Last week, the House passed the Fairness in Orphan Drug Exclusivity Act and Aquestive Therapeutics stock soared after a potentially, life-saving type A meeting for their drug, Libervant. We’ve compiled a breakdown of noteworthy developments in biotech that focus on the economics of innovation.
Fairness in Orphan Drug Exclusivity Act
The House of Representatives unanimously passed the Fairness in Orphan Drug Exclusivity Act. The bill would require drugmakers to prove that they don’t expect to recoup R&D costs through U.S. sales in 12 years in order to obtain orphan drug designation. Currently, the Orphan Drug Act provides two mechanisms for orphan drug designation: if it affects less than 200,000 people in the U.S., or if it affects more than 200,000 people in the U.S., drug companies must not expect the cost of development to be recovered from U.S. sales. Orphan drug designation was created to reward biopharma companies with seven-year marketing exclusivity for developing drugs for rare diseases. Many argue that the current law has unintended consequences because it allows market exclusivity to be extended for a new version of the same drug without the contingency of showing unprofitability again.

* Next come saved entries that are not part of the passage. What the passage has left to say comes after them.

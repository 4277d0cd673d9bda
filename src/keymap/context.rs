//! Context system for conditional keybindings
//!
//! Enables bindings that only activate in a given mode,
//! such as "j moves left in normal mode".

use crate::model::Mode;

/// Context extracted from the application model for keybinding evaluation
#[derive(Debug, Clone, Copy, Default, PartialEq, Eq)]
pub struct KeyContext {
    /// Current editing mode
    pub mode: Mode,
}

impl KeyContext {
    /// Create context for the given mode
    pub fn for_mode(mode: Mode) -> Self {
        Self { mode }
    }

    /// Whether unbound printable keys should be inserted as text
    pub fn accepts_text(&self) -> bool {
        self.mode.accepts_text()
    }
}

/// Conditions that can be attached to keybindings
///
/// Multiple conditions on a binding are ANDed together.
#[derive(Debug, Clone, Copy, PartialEq, Eq, Hash)]
pub enum Condition {
    /// Binding only active in normal mode
    NormalMode,
    /// Binding only active in insert mode
    InsertMode,
}

impl Condition {
    /// Evaluate this condition against the current context
    pub fn evaluate(self, ctx: &KeyContext) -> bool {
        match self {
            Condition::NormalMode => ctx.mode == Mode::Normal,
            Condition::InsertMode => ctx.mode == Mode::Insert,
        }
    }

    /// Evaluate all conditions (AND logic)
    pub fn evaluate_all(conditions: &[Condition], ctx: &KeyContext) -> bool {
        conditions.iter().all(|c| c.evaluate(ctx))
    }
}
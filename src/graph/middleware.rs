//! Middleware chain: `beforeNode` / `afterNode` / `onError` hooks (§4.7).

use async_trait::async_trait;

use crate::error::{GraphError, GraphResult};
use crate::message::Message;

/// What the runner does after `onError` runs (§4.7). The first non-`Propagate`
/// action from the chain wins; declared order otherwise.
#[derive(Clone)]
pub enum ErrorAction {
    /// Default: let the error continue to fail the run.
    Propagate,
    /// Move on with the message as it stood before the failing node ran.
    Skip,
    /// Re-enter the current node.
    Retry,
    /// Continue the run with a substituted message.
    Fallback(Box<Message>),
}

impl std::fmt::Debug for ErrorAction {
    fn fmt(&self, f: &mut std::fmt::Formatter<'_>) -> std::fmt::Result {
        match self {
            ErrorAction::Propagate => write!(f, "Propagate"),
            ErrorAction::Skip => write!(f, "Skip"),
            ErrorAction::Retry => write!(f, "Retry"),
            ErrorAction::Fallback(_) => write!(f, "Fallback(..)"),
        }
    }
}

/// One middleware in the chain. Hooks are composable; execution order for
/// `beforeNode`/`afterNode` is declared order, same for `onError` (§4.7).
#[async_trait]
pub trait Middleware: Send + Sync {
    async fn before_node(&self, message: Message) -> GraphResult<Message> {
        Ok(message)
    }

    async fn after_node(&self, message: Message) -> GraphResult<Message> {
        Ok(message)
    }

    /// Defaults to `Propagate`: a middleware that doesn't override `on_error`
    /// lets the error continue unhandled.
    async fn on_error(&self, _error: &GraphError, _message: &Message) -> ErrorAction {
        ErrorAction::Propagate
    }
}

/// Runs the `beforeNode` chain in declared order, short-circuiting on the
/// first `Err`.
pub async fn run_before_chain(chain: &[std::sync::Arc<dyn Middleware>], mut message: Message) -> GraphResult<Message> {
    for mw in chain {
        message = mw.before_node(message).await?;
    }
    Ok(message)
}

/// Runs the `afterNode` chain in declared order, short-circuiting on the
/// first `Err`.
pub async fn run_after_chain(chain: &[std::sync::Arc<dyn Middleware>], mut message: Message) -> GraphResult<Message> {
    for mw in chain {
        message = mw.after_node(message).await?;
    }
    Ok(message)
}

/// Runs the `onError` chain, returning the first non-`Propagate` verdict, or
/// `Propagate` if every middleware propagates (§4.7).
pub async fn run_error_chain(
    chain: &[std::sync::Arc<dyn Middleware>],
    error: &GraphError,
    message: &Message,
) -> ErrorAction {
    for mw in chain {
        match mw.on_error(error, message).await {
            ErrorAction::Propagate => continue,
            other => return other,
        }
    }
    ErrorAction::Propagate
}

#[cfg(test)]
mod tests {
    use super::*;
    use std::sync::Arc;

    struct Tagging(String);

    #[async_trait]
    impl Middleware for Tagging {
        async fn before_node(&self, message: Message) -> GraphResult<Message> {
            Ok(message.with_metadata(self.0.clone(), serde_json::Value::Bool(true)))
        }
    }

    struct AlwaysSkip;

    #[async_trait]
    impl Middleware for AlwaysSkip {
        async fn on_error(&self, _error: &GraphError, _message: &Message) -> ErrorAction {
            ErrorAction::Skip
        }
    }

    #[tokio::test]
    async fn before_chain_runs_in_declared_order() {
        let chain: Vec<Arc<dyn Middleware>> = vec![Arc::new(Tagging("a".into())), Arc::new(Tagging("b".into()))];
        let msg = Message::new("hi", "user");
        let result = run_before_chain(&chain, msg).await.unwrap();
        assert!(result.metadata.contains_key("a"));
        assert!(result.metadata.contains_key("b"));
    }

    #[tokio::test]
    async fn error_chain_stops_at_first_non_propagate() {
        let chain: Vec<Arc<dyn Middleware>> = vec![Arc::new(AlwaysSkip)];
        let msg = Message::new("hi", "user");
        let action = run_error_chain(&chain, &GraphError::tool("x"), &msg).await;
        assert!(matches!(action, ErrorAction::Skip));
    }
}
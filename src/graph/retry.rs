//! Retry supervisor.
//!
//! An enum of backoff strategies with `delay`/`max_attempts`/`should_retry`
//! methods, `RetryPolicy{maxAttempts, initialBackoff, multiplier, maxBackoff}`
//! with an explicit recoverable-error filter, plus an `execute_with_retry`
//! supervisor function that actually drives a retried node dispatch rather
//! than just classifying delays.

use std::future::Future;
use std::sync::Arc;
use std::time::Duration;

use crate::error::GraphError;
use crate::message::Message;

/// How the delay grows between attempts (§4.8).
#[derive(Debug, Clone, Copy, PartialEq)]
pub enum BackoffStrategy {
    /// Constant `initial_backoff` every attempt.
    Fixed,
    /// `initial_backoff * attempt`.
    Linear,
    /// `initial_backoff * 2^(attempt-1)`.
    Exponential,
}

/// A function classifying whether a given error should be retried. Defaults
/// to [`GraphError::is_recoverable`]; callers may narrow or widen the subset.
pub type RecoverablePredicate = Arc<dyn Fn(&GraphError) -> bool + Send + Sync>;

/// Retry policy: `maxAttempts`, `initialBackoff`, `multiplier`, `maxBackoff`,
/// and the recoverable error filter (§4.8).
#[derive(Clone)]
pub struct RetryPolicy {
    pub max_attempts: u32,
    pub initial_backoff: Duration,
    pub multiplier: f64,
    pub max_backoff: Duration,
    pub strategy: BackoffStrategy,
    pub recoverable: RecoverablePredicate,
}

impl std::fmt::Debug for RetryPolicy {
    fn fmt(&self, f: &mut std::fmt::Formatter<'_>) -> std::fmt::Result {
        f.debug_struct("RetryPolicy")
            .field("max_attempts", &self.max_attempts)
            .field("initial_backoff", &self.initial_backoff)
            .field("multiplier", &self.multiplier)
            .field("max_backoff", &self.max_backoff)
            .field("strategy", &self.strategy)
            .finish()
    }
}

impl RetryPolicy {
    pub fn new(max_attempts: u32, initial_backoff: Duration, multiplier: f64, max_backoff: Duration, strategy: BackoffStrategy) -> Self {
        RetryPolicy {
            max_attempts,
            initial_backoff,
            multiplier,
            max_backoff,
            strategy,
            recoverable: Arc::new(GraphError::is_recoverable),
        }
    }

    pub fn fixed(max_attempts: u32, interval: Duration) -> Self {
        Self::new(max_attempts, interval, 1.0, interval, BackoffStrategy::Fixed)
    }

    pub fn exponential(max_attempts: u32, initial: Duration, multiplier: f64, max_backoff: Duration) -> Self {
        Self::new(max_attempts, initial, multiplier, max_backoff, BackoffStrategy::Exponential)
    }

    pub fn linear(max_attempts: u32, initial: Duration, max_backoff: Duration) -> Self {
        Self::new(max_attempts, initial, 1.0, max_backoff, BackoffStrategy::Linear)
    }

    pub fn with_recoverable(mut self, predicate: RecoverablePredicate) -> Self {
        self.recoverable = predicate;
        self
    }

    /// Delay before the attempt numbered `attempt` (1-based: the delay
    /// preceding the *second* attempt is `delay(1)`), capped at `max_backoff`.
    pub fn delay(&self, attempt: u32) -> Duration {
        let secs = match self.strategy {
            BackoffStrategy::Fixed => self.initial_backoff.as_secs_f64(),
            BackoffStrategy::Linear => self.initial_backoff.as_secs_f64() * attempt as f64,
            BackoffStrategy::Exponential => {
                self.initial_backoff.as_secs_f64() * self.multiplier.powi(attempt as i32 - 1)
            }
        };
        Duration::from_secs_f64(secs).min(self.max_backoff)
    }

    pub fn should_retry_error(&self, error: &GraphError) -> bool {
        (self.recoverable)(error)
    }
}

/// The outcome of [`execute_with_retry`] (§4.8).
pub enum RetryOutcome {
    Success(Message),
    /// Retries were exhausted; carries the last error observed.
    Exhausted(GraphError),
    /// The first error wasn't in the recoverable subset; never retried.
    NotRetryable(GraphError),
}

/// Wraps a node dispatch `body` with policy-driven retries over the
/// recoverable error subset (§4.8). `node_id` is only used for the attempt
/// counter the caller threads into `ToolInvocationContext`/tracing; it plays
/// no role in the retry decision itself.
pub async fn execute_with_retry<F, Fut>(policy: &RetryPolicy, node_id: &str, mut body: F) -> RetryOutcome
where
    F: FnMut(u32) -> Fut,
    Fut: Future<Output = Result<Message, GraphError>>,
{
    let mut attempt = 1u32;
    loop {
        match body(attempt).await {
            Ok(msg) => return RetryOutcome::Success(msg),
            Err(err) => {
                if !policy.should_retry_error(&err) {
                    return RetryOutcome::NotRetryable(err);
                }
                if attempt >= policy.max_attempts {
                    return RetryOutcome::Exhausted(err);
                }
                let delay = policy.delay(attempt);
                super::logging::log_retry_attempt(node_id, attempt, policy.max_attempts, delay.as_millis() as u64);
                if !delay.is_zero() {
                    tokio::time::sleep(delay).await;
                }
                attempt += 1;
            }
        }
    }
}
//! Kafka-backed lifecycle event bus (§4.11).
//!
//! Topic-per-prefix, consumer-group delivery, polled via `rdkafka`'s
//! `StreamConsumer`. Shares the same publish/subscribe contract as the
//! in-memory and Redis Streams backends.

use std::time::Duration;

use async_trait::async_trait;
use rdkafka::config::ClientConfig;
use rdkafka::consumer::{Consumer, StreamConsumer};
use rdkafka::producer::{FutureProducer, FutureRecord};
use rdkafka::Message as _;
use tokio::sync::mpsc;
use tokio_stream::wrappers::ReceiverStream;
use tokio_stream::Stream;

use super::events::LifecycleEvent;
use crate::cache::CacheError;

pub struct KafkaLifecycleEventBus {
    producer: FutureProducer,
    brokers: String,
    topic_prefix: String,
    group_id: String,
}

impl KafkaLifecycleEventBus {
    pub fn new(brokers: &str, topic_prefix: impl Into<String>, group_id: impl Into<String>) -> Result<Self, CacheError> {
        let producer: FutureProducer = ClientConfig::new()
            .set("bootstrap.servers", brokers)
            .create()
            .map_err(|e| CacheError::Backend(e.to_string()))?;
        Ok(KafkaLifecycleEventBus {
            producer,
            brokers: brokers.to_string(),
            topic_prefix: topic_prefix.into(),
            group_id: group_id.into(),
        })
    }

    fn topic_for(&self, topic: &str) -> String {
        format!("{}.{}", self.topic_prefix, topic.replace('.', "_"))
    }
}

#[async_trait]
impl super::events::LifecycleEventBus for KafkaLifecycleEventBus {
    async fn publish(&self, event: LifecycleEvent) {
        let Ok(payload) = serde_json::to_string(&event) else {
            return;
        };
        let topic = self.topic_for(&event.topic);
        let record = FutureRecord::to(&topic).payload(&payload).key(&event.topic);
        if let Err((err, _)) = self.producer.send(record, Duration::from_secs(5)).await {
            tracing::warn!(?err, "kafka lifecycle bus: publish failed (best-effort, ignored)");
        }
    }

    async fn subscribe(&self, topic_prefix: &str) -> Box<dyn Stream<Item = LifecycleEvent> + Send + Unpin> {
        let (tx, rx) = mpsc::channel(256);
        let topic = self.topic_for(topic_prefix);
        let consumer: Result<StreamConsumer, _> = ClientConfig::new()
            .set("bootstrap.servers", &self.brokers)
            .set("group.id", &self.group_id)
            .set("enable.auto.commit", "true")
            .create();
        if let Ok(consumer) = consumer {
            if consumer.subscribe(&[&topic]).is_ok() {
                tokio::spawn(async move {
                    loop {
                        if tx.is_closed() {
                            return;
                        }
                        match consumer.recv().await {
                            Ok(msg) => {
                                if let Some(payload) = msg.payload() {
                                    if let Ok(s) = std::str::from_utf8(payload) {
                                        if let Ok(event) = serde_json::from_str::<LifecycleEvent>(s) {
                                            let _ = tx.send(event).await;
                                        }
                                    }
                                }
                            }
                            Err(err) => {
                                tracing::warn!(?err, "kafka lifecycle bus: recv error");
                            }
                        }
                    }
                });
            }
        }
        Box::new(ReceiverStream::new(rx))
    }

    /// Kafka's own retention handles replay; this core doesn't separately
    /// buffer history for the Kafka backend (unlike in-memory/Redis).
    async fn history(&self, _topic_prefix: &str) -> Vec<LifecycleEvent> {
        Vec::new()
    }
}
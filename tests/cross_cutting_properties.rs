//! Properties that should hold across every graph, not just the worked
//! examples: terminal closure, retry's recoverable-error filter, lifecycle
//! event ordering, nested subgraph pause/resume, and custom parallel merges.

use std::collections::HashMap;
use std::sync::atomic::{AtomicU32, Ordering};
use std::sync::Arc;
use std::time::Duration;

use async_trait::async_trait;
use serde_json::Value;

use graphcore::graph::node::{AgentCapability, AgentNode, Aggregator, Branch, MergeNode, MergePolicy, Node, OutputNode, ParallelNode, SubgraphNode};
use graphcore::graph::subgraph;
use graphcore::graph::tool::{StaticResolver, Tool, ToolContext, ToolResult};
use graphcore::{Edge, EventBuses, ExecutionState, Graph, GraphBuilder, GraphError, GraphNode, GraphRunner, Message, RetryPolicy};

fn output_node(id: &str, selector: impl Fn(&Message) -> Value + Send + Sync + 'static) -> GraphNode {
    GraphNode::Output(Arc::new(OutputNode {
        id: id.to_string(),
        selector: Arc::new(selector),
    }))
}

struct EchoAgent;

#[async_trait]
impl AgentCapability for EchoAgent {
    async fn invoke(&self, message: &Message) -> graphcore::GraphResult<Message> {
        Ok(message.clone())
    }
}

fn linear_graph_with_buses() -> (Graph, EventBuses) {
    let buses = EventBuses::in_memory();
    let graph = GraphBuilder::new("linear-events")
        .entry_point("upper")
        .add_node(GraphNode::Agent(Arc::new(AgentNode { id: "upper".into(), agent: Arc::new(EchoAgent) })))
        .add_node(output_node("out", |m| Value::String(m.content.clone())))
        .add_edge(Edge::new("upper", "out", 0))
        .with_event_buses(buses.clone())
        .build()
        .unwrap();
    (graph, buses)
}

#[tokio::test]
async fn terminal_messages_reject_execute_and_resume() {
    let graph = GraphBuilder::new("terminal")
        .entry_point("a")
        .add_node(GraphNode::Agent(Arc::new(AgentNode { id: "a".into(), agent: Arc::new(EchoAgent) })))
        .build()
        .unwrap();
    let runner = GraphRunner::new();

    let completed = Message::new("hi", "user")
        .transition(ExecutionState::Running, None, None)
        .unwrap()
        .transition(ExecutionState::Completed, None, None)
        .unwrap();
    assert!(runner.execute(&graph, completed.clone()).await.is_err());

    let cancelled = Message::new("hi", "user").transition(ExecutionState::Cancelled, None, None).unwrap();
    assert!(runner.resume(&graph, cancelled).await.is_err());
}

#[tokio::test]
async fn retry_never_retries_an_unrecoverable_error() {
    let calls = Arc::new(AtomicU32::new(0));
    struct CountingUnrecoverable(Arc<AtomicU32>);
    #[async_trait]
    impl Tool for CountingUnrecoverable {
        fn name(&self) -> &str {
            "bad_args"
        }
        fn description(&self) -> &str {
            "counts invocations then raises validation"
        }
        fn schema(&self) -> Value {
            Value::Null
        }
        fn can_execute(&self, _params: &Value) -> bool {
            true
        }
        async fn execute(&self, _params: Value, _ctx: ToolContext) -> graphcore::GraphResult<ToolResult> {
            self.0.fetch_add(1, Ordering::SeqCst);
            Err(GraphError::validation("malformed params"))
        }
    }

    let tool = Arc::new(CountingUnrecoverable(calls.clone()));
    let resolver = Arc::new(StaticResolver::new(tool));
    let graph = GraphBuilder::new("unrecoverable")
        .entry_point("call")
        .add_node(GraphNode::Tool(Arc::new(graphcore::graph::node::ToolNode {
            id: "call".into(),
            resolver,
            params_key: None,
        })))
        .with_retry_policy(RetryPolicy::fixed(5, Duration::from_millis(1)))
        .build()
        .unwrap();

    let runner = GraphRunner::new();
    let result = runner.execute(&graph, Message::new("hi", "user")).await;

    assert!(matches!(result, Err(GraphError::Validation { .. })));
    assert_eq!(calls.load(Ordering::SeqCst), 1);
}

#[tokio::test]
async fn lifecycle_events_observe_graph_then_node_ordering() {
    let (graph, buses) = linear_graph_with_buses();
    let runner = GraphRunner::new();
    let result = runner.execute(&graph, Message::new("hi", "user")).await.unwrap();
    assert_eq!(result.state, ExecutionState::Completed);

    let history = buses.lifecycle.history("").await;
    let topics: Vec<&str> = history.iter().map(|e| e.topic.as_str()).collect();

    let graph_started = topics.iter().position(|t| *t == "graph.linear-events.started").unwrap();
    let graph_completed = topics.iter().position(|t| *t == "graph.linear-events.completed").unwrap();
    let upper_started = topics.iter().position(|t| *t == "node.linear-events.upper.started").unwrap();
    let upper_completed = topics.iter().position(|t| *t == "node.linear-events.upper.completed").unwrap();
    let out_started = topics.iter().position(|t| *t == "node.linear-events.out.started").unwrap();
    let out_completed = topics.iter().position(|t| *t == "node.linear-events.out.completed").unwrap();

    assert!(graph_started < upper_started);
    assert!(upper_started < upper_completed);
    assert!(upper_completed < out_started);
    assert!(out_started < out_completed);
    assert!(out_completed < graph_completed);
}

struct PauseNode {
    id: String,
}

#[async_trait]
impl Node for PauseNode {
    fn id(&self) -> &str {
        &self.id
    }
    async fn run(&self, message: &Message) -> graphcore::GraphResult<Message> {
        message.transition(ExecutionState::Waiting, Some("awaiting human input"), Some(&self.id))
    }
}

fn innermost_hitl_graph() -> Arc<Graph> {
    Arc::new(
        GraphBuilder::new("inner")
            .entry_point("h")
            .add_node(GraphNode::Custom(Arc::new(PauseNode { id: "h".into() })))
            .add_node(output_node("innerOut", |m| m.data.get("user_answer").cloned().unwrap_or(Value::Null)))
            .add_edge(Edge::new("h", "innerOut", 0))
            .build()
            .unwrap(),
    )
}

fn middle_subgraph_graph() -> Arc<Graph> {
    let mut mapping = HashMap::new();
    mapping.insert("mid_answer".to_string(), "user_answer".to_string());
    Arc::new(
        GraphBuilder::new("middle")
            .entry_point("s2")
            .add_node(GraphNode::Subgraph(Arc::new(SubgraphNode {
                id: "s2".into(),
                child_graph: innermost_hitl_graph(),
                output_mapping: mapping,
            })))
            .add_node(output_node("middleOut", |m| m.data.get("mid_answer").cloned().unwrap_or(Value::Null)))
            .add_edge(Edge::new("s2", "middleOut", 0))
            .build()
            .unwrap(),
    )
}

/// Two levels of subgraph nesting: a pause at the innermost graph must
/// bubble through both intermediate `SubgraphNode`s as a single stacked
/// WAITING message, and a single `resume` call must unwind both levels back
/// into a COMPLETED outer run.
#[tokio::test]
async fn depth_two_nested_subgraph_hitl_round_trips() {
    let mut outer_mapping = HashMap::new();
    outer_mapping.insert("answer".to_string(), "mid_answer".to_string());

    let outer_graph = GraphBuilder::new("outer")
        .entry_point("s1")
        .add_node(GraphNode::Subgraph(Arc::new(SubgraphNode {
            id: "s1".into(),
            child_graph: middle_subgraph_graph(),
            output_mapping: outer_mapping,
        })))
        .add_node(output_node("out", |m| m.data.get("answer").cloned().unwrap_or(Value::Null)))
        .add_edge(Edge::new("s1", "out", 0))
        .build()
        .unwrap();

    let runner = GraphRunner::new();
    let paused = runner.execute(&outer_graph, Message::new("hi", "user")).await.unwrap();
    assert_eq!(paused.state, ExecutionState::Waiting);

    let stack = subgraph::read_stack(&paused);
    assert_eq!(stack.len(), 2);
    assert_eq!(stack[0].parent_node_id, "s1");
    assert_eq!(stack[0].depth, 2);
    assert_eq!(stack[1].parent_node_id, "s2");
    assert_eq!(stack[1].depth, 1);

    let with_answer = paused.with_data("user_answer", Value::String("yes".into()));
    let completed = runner.resume(&outer_graph, with_answer).await.unwrap();

    assert_eq!(completed.state, ExecutionState::Completed);
    assert_eq!(completed.data.get("answer"), Some(&Value::String("yes".into())));
    assert_eq!(completed.content, "yes");
}

struct ScoreNode {
    id: String,
    score: f64,
}

#[async_trait]
impl Node for ScoreNode {
    fn id(&self) -> &str {
        &self.id
    }
    async fn run(&self, message: &Message) -> graphcore::GraphResult<Message> {
        Ok(message.with_metadata("score", serde_json::json!(self.score)).with_content(self.score.to_string()))
    }
}

#[tokio::test]
async fn parallel_merge_custom_policy_sums_a_numeric_key() {
    let mut aggregators = HashMap::new();
    aggregators.insert("score".to_string(), Aggregator::Sum);
    let parallel = ParallelNode {
        id: "p".into(),
        parallel_id: "round".into(),
        branches: vec![
            Branch { branch_id: "b1".into(), node: Arc::new(ScoreNode { id: "b1".into(), score: 1.0 }) },
            Branch { branch_id: "b2".into(), node: Arc::new(ScoreNode { id: "b2".into(), score: 2.0 }) },
            Branch { branch_id: "b3".into(), node: Arc::new(ScoreNode { id: "b3".into(), score: 4.0 }) },
        ],
        merge_policy: MergePolicy::Custom(aggregators),
        fail_fast: false,
    };
    let out = parallel.run(&Message::new("start", "user")).await.unwrap();
    assert_eq!(out.metadata.get("score"), Some(&serde_json::json!(7.0)));
}

#[tokio::test]
async fn parallel_merge_namespace_policy_scopes_metadata_per_branch() {
    let parallel = ParallelNode {
        id: "p".into(),
        parallel_id: "round".into(),
        branches: vec![
            Branch { branch_id: "b1".into(), node: Arc::new(ScoreNode { id: "b1".into(), score: 1.0 }) },
            Branch { branch_id: "b2".into(), node: Arc::new(ScoreNode { id: "b2".into(), score: 2.0 }) },
        ],
        merge_policy: MergePolicy::Namespace,
        fail_fast: false,
    };
    let out = parallel.run(&Message::new("start", "user")).await.unwrap();
    assert!(out.metadata.contains_key("round.b1"));
    assert!(out.metadata.contains_key("round.b2"));
    assert!(!out.metadata.contains_key("score"));
}

/// Replaying the same `(graph, message)` twice with idempotency enabled must
/// return literally the same final message the first run produced, not a
/// second, freshly-stamped run that merely has equal content.
#[tokio::test]
async fn idempotent_replay_returns_the_identical_final_message() {
    let calls = Arc::new(AtomicU32::new(0));
    struct CountingAgent(Arc<AtomicU32>);
    #[async_trait]
    impl AgentCapability for CountingAgent {
        async fn invoke(&self, message: &Message) -> graphcore::GraphResult<Message> {
            self.0.fetch_add(1, Ordering::SeqCst);
            Ok(message.with_content("done"))
        }
    }
    let store = Arc::new(graphcore::InMemoryIdempotencyStore::new(100));
    let graph = GraphBuilder::new("idem")
        .entry_point("a")
        .add_node(GraphNode::Agent(Arc::new(AgentNode { id: "a".into(), agent: Arc::new(CountingAgent(calls.clone())) })))
        .add_node(output_node("out", |m| Value::String(m.content.clone())))
        .add_edge(Edge::new("a", "out", 0))
        .with_idempotency_store(store)
        .build()
        .unwrap();

    let runner = GraphRunner::new();
    let make_msg = || Message::new("hi", "user").with_metadata("intent", Value::String("fixed".into()));
    let first = runner.execute(&graph, make_msg()).await.unwrap();
    let second = runner.execute(&graph, make_msg()).await.unwrap();

    assert_eq!(calls.load(Ordering::SeqCst), 1);
    assert_eq!(first.id, second.id);
    assert_eq!(first.run_id, second.run_id);
}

This legislation was born out of controversy with Indivior’s opioid addiction treatment, buprenorphine. The drug, as an under-the-tongue formulation, was granted FDA approval and seven-year exclusivity under the brand Subutex in 1994. In 2016, Indivior won approval for a new injectable version, Sublocade, and also received the seven-year exclusivity. In late 2019, the FDA reversed its original orphan designation to allow other generics to enter the market, arguing Indivior had already reaped billions of dollars from the drug. For orphan exclusivity granted before potential enactment of the Act, a drugmaker has 60 days to show that, at the time of approval, it didn’t reasonably expect to recoup the R&D costs within 12 years of first marketing the drug. If a drugmaker cannot deliver the evidence, the FDA will revoke the exclusivity.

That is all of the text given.